What the task requires:
Every line of the entries below that includes "Some" belongs in the answer, copied as written.
━━━━━ Provided entries ━━━━━
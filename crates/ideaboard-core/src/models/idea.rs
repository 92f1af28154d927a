//! Idea domain model.
//!
//! An idea is a user-submitted suggestion. Each idea carries a
//! tenant-scoped sequential `number` and a `slug` derived from its title,
//! which together form its public address (e.g., `/ideas/42/dark-mode`).

use chrono::{DateTime, Utc};
use serde::{Deserialize, Serialize};
use uuid::Uuid;

use super::user::User;

#[derive(Debug, Clone, Copy, Serialize, Deserialize, PartialEq, Eq)]
pub enum IdeaStatus {
    New,
    Started,
    Completed,
    Declined,
}

impl IdeaStatus {
    pub const ALL: [IdeaStatus; 4] = [
        IdeaStatus::New,
        IdeaStatus::Started,
        IdeaStatus::Completed,
        IdeaStatus::Declined,
    ];

    pub fn as_str(&self) -> &'static str {
        match self {
            IdeaStatus::New => "New",
            IdeaStatus::Started => "Started",
            IdeaStatus::Completed => "Completed",
            IdeaStatus::Declined => "Declined",
        }
    }

    pub fn parse(s: &str) -> Option<Self> {
        match s {
            "New" => Some(IdeaStatus::New),
            "Started" => Some(IdeaStatus::Started),
            "Completed" => Some(IdeaStatus::Completed),
            "Declined" => Some(IdeaStatus::Declined),
            _ => None,
        }
    }

    /// Closed ideas no longer accept supporters, and their supporter
    /// count is frozen.
    pub fn is_closed(&self) -> bool {
        matches!(self, IdeaStatus::Completed | IdeaStatus::Declined)
    }
}

/// An administrative reply attached to an idea.
#[derive(Debug, Clone, Serialize, Deserialize)]
pub struct IdeaResponse {
    pub text: String,
    /// The user who responded.
    pub user: User,
    pub responded_at: DateTime<Utc>,
}

#[derive(Debug, Clone, Serialize, Deserialize)]
pub struct Idea {
    pub id: Uuid,
    pub tenant_id: Uuid,
    /// Sequential within the tenant, starting at 1.
    pub number: u32,
    pub title: String,
    /// Unique within the tenant.
    pub slug: String,
    pub description: String,
    pub status: IdeaStatus,
    pub total_supporters: u32,
    /// The user who submitted the idea.
    pub author: User,
    pub response: Option<IdeaResponse>,
    pub created_at: DateTime<Utc>,
    pub updated_at: DateTime<Utc>,
}

#[derive(Debug, Clone, Serialize, Deserialize)]
pub struct CreateIdea {
    pub tenant_id: Uuid,
    /// Author of the idea.
    pub user_id: Uuid,
    pub title: String,
    pub description: String,
}

#[derive(Debug, Clone, Serialize, Deserialize, Default)]
pub struct UpdateIdea {
    pub title: Option<String>,
    pub description: Option<String>,
}

/// Fields for responding to an idea and moving it to a new status.
#[derive(Debug, Clone, Serialize, Deserialize)]
pub struct SetResponse {
    /// The responding user, usually an administrator.
    pub user_id: Uuid,
    pub text: String,
    pub status: IdeaStatus,
}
━━━━━
Exercise answer:
            "New" => Some(IdeaStatus::New),
            "Started" => Some(IdeaStatus::Started),
            "Completed" => Some(IdeaStatus::Completed),
            "Declined" => Some(IdeaStatus::Declined),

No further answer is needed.